CHESAPEAKE, Va. -- Food prices in the U.S. are expected to increase across the board, putting a pinch on businesses and consumers.
Some people have already had to tighten their budgets.
Tori Jones of Chesapeake, Va., told CBN News her family's grocery bill has shot up from $300 a month to $500 a month.
"It's been hard, it's been really hard," she said. "We just try to cut back."
For single mother Alex Urruita, feeding her family is even harder since losing her job a year ago.
"I get less groceries for the amount that I spend," she told CBN News.
"I leave spending easily $50 on just a few items to get dinner for tonight and the next night," she explained.
According to the U.S. Department of Agriculture, U.S. consumers are expected to pay 4 to 5 percent more at the grocery store. Restaurant prices are set to rise 3 to 4 percent.
Restaurants Feel Strain
In September, consumers paid about two and half percent more to eat out than last year.
"It seems like the amount of the meal is cut back some so sometimes if you don't see the prices increase, then it's the amount that sometimes that is smaller portions," Chesapeake resident Jimmy Berry commented.
Urruita agreed, saying eating out is not as cheap as it used to be.
"Even fast food restaurants have kind of gone up," she said. "You go through a drive-through and get a combo meal, it's around $7 for that."
"Really, the restaurant industry has been caught between a rock and a hard place," said David Maloni, principal and chief commodity analyst for the American Restaurant Association.
"They have measured customers who are strapped and you have commodity costs, their major import costs rising for them, so it's certainly hard," he added.
Higher food prices at home often translate into higher prices for eating out. The situation is forcing a lot of restaurant owners to come up with some pretty creative ways to get customers in the door.
Jeff Brown, owner and operator of Cotton Southern Bistro in Chesapeake, told CBN News that food prices have soared in just about every category.
"Sugar, high. Flour for pasta, high - just flour in general that you use, just your basic core ingredients, potatoes," he explained.
Affordable and Nutritious
Brown points to those costs plus high unemployment and rising fuel prices as reasons why restaurants must change the way they do business, especially when it comes to marketing strategies.
"The people going out spending $40 to $50 a plate of food is very narrow to people that are going out looking for $10, $15 entrees," Brown said. "People are looking for ways to eat, stay on budget."
To cope with rising food prices, a growing number of restaurants have been forced to raise their prices.
But Brown is on a mission to make eating out affordable and nutritious.
"What we do is we work harder to use a fresh product and that way it lowers our costs of goods, and we try to pass it on to our customers," he explained.
For example, Brown said he buys a fresh box of collards for $10 a bushel whereas if he buys them already cooked, they cost $35.
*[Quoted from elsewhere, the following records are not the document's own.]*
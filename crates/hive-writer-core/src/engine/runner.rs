//! Runner for the writer actions.
//!
//! Each table is loaded in sequence:
//! - full load: drop the destination, create it, insert the CSV
//! - incremental load: insert the CSV into a temporary staging table, create
//!   or validate the destination, upsert from the stage, drop the stage

use crate::config::{Config, TableSpec};
use crate::connection::{ColumnInfo, ConnectionFactory, HiveConnection};
use crate::writer::{self, HiveWriter};
use crate::Result;
use serde::Serialize;
use std::collections::BTreeMap;
use std::path::{Path, PathBuf};
use tracing::{info, warn};

const STATUS_SUCCESS: &str = "success";

/// `{"status": "success"}` answer of sync actions.
#[derive(Debug, Clone, PartialEq, Eq, Serialize)]
pub struct StatusResponse {
    pub status: &'static str,
}

impl StatusResponse {
    pub fn success() -> Self {
        Self {
            status: STATUS_SUCCESS,
        }
    }
}

/// Columns of one destination table.
#[derive(Debug, Clone, PartialEq, Eq, Serialize)]
pub struct TableColumns {
    pub columns: Vec<ColumnInfo>,
}

/// Answer of the `getTablesInfo` action.
#[derive(Debug, Clone, PartialEq, Eq, Serialize)]
pub struct TablesInfoResponse {
    pub status: &'static str,
    pub tables: BTreeMap<String, TableColumns>,
}

/// Result of loading one table.
#[derive(Debug, Clone, PartialEq, Eq, Serialize)]
pub struct TableLoad {
    /// Destination table
    pub table: String,
    /// Rows read from the CSV
    pub rows: u64,
    /// Loaded through a staging table
    pub incremental: bool,
}

/// Result of the `run` action.
#[derive(Debug, Clone, Default, PartialEq, Eq, Serialize)]
pub struct RunSummary {
    /// Loaded tables, in configuration order
    pub loaded: Vec<TableLoad>,
    /// Tables with `export` disabled
    pub skipped: Vec<String>,
}

/// Executes writer actions for one configuration.
pub struct Runner {
    config: Config,
    data_dir: PathBuf,
    factory: ConnectionFactory,
}

impl Runner {
    /// Create a runner. `data_dir` holds the `in/tables` input directory.
    pub fn new(config: Config, data_dir: impl Into<PathBuf>, factory: ConnectionFactory) -> Self {
        Self {
            config,
            data_dir: data_dir.into(),
            factory,
        }
    }

    /// Configuration in use.
    pub fn config(&self) -> &Config {
        &self.config
    }

    /// Input CSV for a table: `<data_dir>/in/tables/<tableId>.csv`.
    pub fn input_path(&self, table: &TableSpec) -> PathBuf {
        input_path(&self.data_dir, &table.table_id)
    }

    /// Load all exported tables.
    pub fn run(&self) -> Result<RunSummary> {
        let session = self.factory.create_connection(&self.config.parameters.db)?;
        let writer = HiveWriter::new(session.connection(), self.database());
        self.run_with(&writer)
    }

    /// Load all exported tables through an existing writer.
    pub fn run_with<C: HiveConnection>(&self, writer: &HiveWriter<C>) -> Result<RunSummary> {
        let mut summary = RunSummary::default();

        for table in self.config.parameters.table_specs() {
            if !table.export {
                info!(table = %table.db_name, "Table export disabled, skipping");
                summary.skipped.push(table.db_name.clone());
                continue;
            }

            let path = self.input_path(&table);
            info!(
                table = %table.db_name,
                source = %path.display(),
                incremental = table.incremental,
                "Loading table"
            );

            let rows = if table.incremental {
                self.load_incremental(writer, &table, &path)?
            } else {
                self.load_full(writer, &table, &path)?
            };

            summary.loaded.push(TableLoad {
                table: table.db_name.clone(),
                rows,
                incremental: table.incremental,
            });
        }

        info!(
            loaded = summary.loaded.len(),
            skipped = summary.skipped.len(),
            "Run finished"
        );
        Ok(summary)
    }

    fn load_full<C: HiveConnection>(
        &self,
        writer: &HiveWriter<C>,
        table: &TableSpec,
        path: &Path,
    ) -> Result<u64> {
        writer.drop(&table.db_name)?;
        writer.create(table)?;
        writer.write_file(path, table)
    }

    fn load_incremental<C: HiveConnection>(
        &self,
        writer: &HiveWriter<C>,
        table: &TableSpec,
        path: &Path,
    ) -> Result<u64> {
        let staging = table.staging(writer::generate_tmp_name(&table.db_name));
        writer.create(&staging)?;

        let result = self.merge_from_stage(writer, table, &staging, path);

        match writer.drop(&staging.db_name) {
            Ok(()) => result,
            Err(e) if result.is_ok() => Err(e),
            Err(e) => {
                warn!(table = %staging.db_name, error = %e, "Cannot drop staging table");
                result
            }
        }
    }

    fn merge_from_stage<C: HiveConnection>(
        &self,
        writer: &HiveWriter<C>,
        table: &TableSpec,
        staging: &TableSpec,
        path: &Path,
    ) -> Result<u64> {
        let rows = writer.write_file(path, staging)?;

        if writer.table_exists(&table.db_name) {
            writer.validate_table(table)?;
        } else {
            writer.create(table)?;
        }

        writer.upsert(staging, &table.db_name)?;
        Ok(rows)
    }

    /// Open a connection and run `SELECT 1`.
    pub fn test_connection(&self) -> Result<StatusResponse> {
        let session = self.factory.create_connection(&self.config.parameters.db)?;
        let writer = HiveWriter::with_capabilities(
            session.connection(),
            self.database(),
            Default::default(),
        );
        writer.test_connection()?;
        Ok(StatusResponse::success())
    }

    /// Report columns of every table in the configured database.
    pub fn tables_info(&self) -> Result<TablesInfoResponse> {
        let session = self.factory.create_connection(&self.config.parameters.db)?;
        let writer = HiveWriter::with_capabilities(
            session.connection(),
            self.database(),
            Default::default(),
        );
        self.tables_info_with(&writer)
    }

    /// Report columns of every table through an existing writer.
    pub fn tables_info_with<C: HiveConnection>(
        &self,
        writer: &HiveWriter<C>,
    ) -> Result<TablesInfoResponse> {
        let mut tables = BTreeMap::new();
        for name in writer.show_tables(self.database())? {
            let columns = writer.get_table_info(&name)?;
            tables.insert(name, TableColumns { columns });
        }

        Ok(TablesInfoResponse {
            status: STATUS_SUCCESS,
            tables,
        })
    }

    fn database(&self) -> &str {
        self.config
            .parameters
            .db
            .database
            .as_deref()
            .unwrap_or_default()
    }
}

fn input_path(data_dir: &Path, table_id: &str) -> PathBuf {
    data_dir
        .join("in")
        .join("tables")
        .join(format!("{}.csv", table_id))
}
Purchasing them fresh allows Brown to pass savings on to cash-strapped consumers.
"We do $5.99 blue plate specials for lunch; offer them a nice home-cooked meal with two sides," he said. "That's something cheaper than going to fast food, which is a lot of processed foods."
"We do kids-eat-free on Tuesday nights, which offers us a way to partner with parents," he added. "It's expensive to feed two or three kids. It's expensive."
Bringing It Home
Still, for many budget and health-conscious consumers, eating at home works best.
Prior to losing her job, Urruita said she wasn't very skilled in the kitchen. Today she enjoys preparing home-cooked meals, a practice that's helping her family to eat better while saving money at the same time.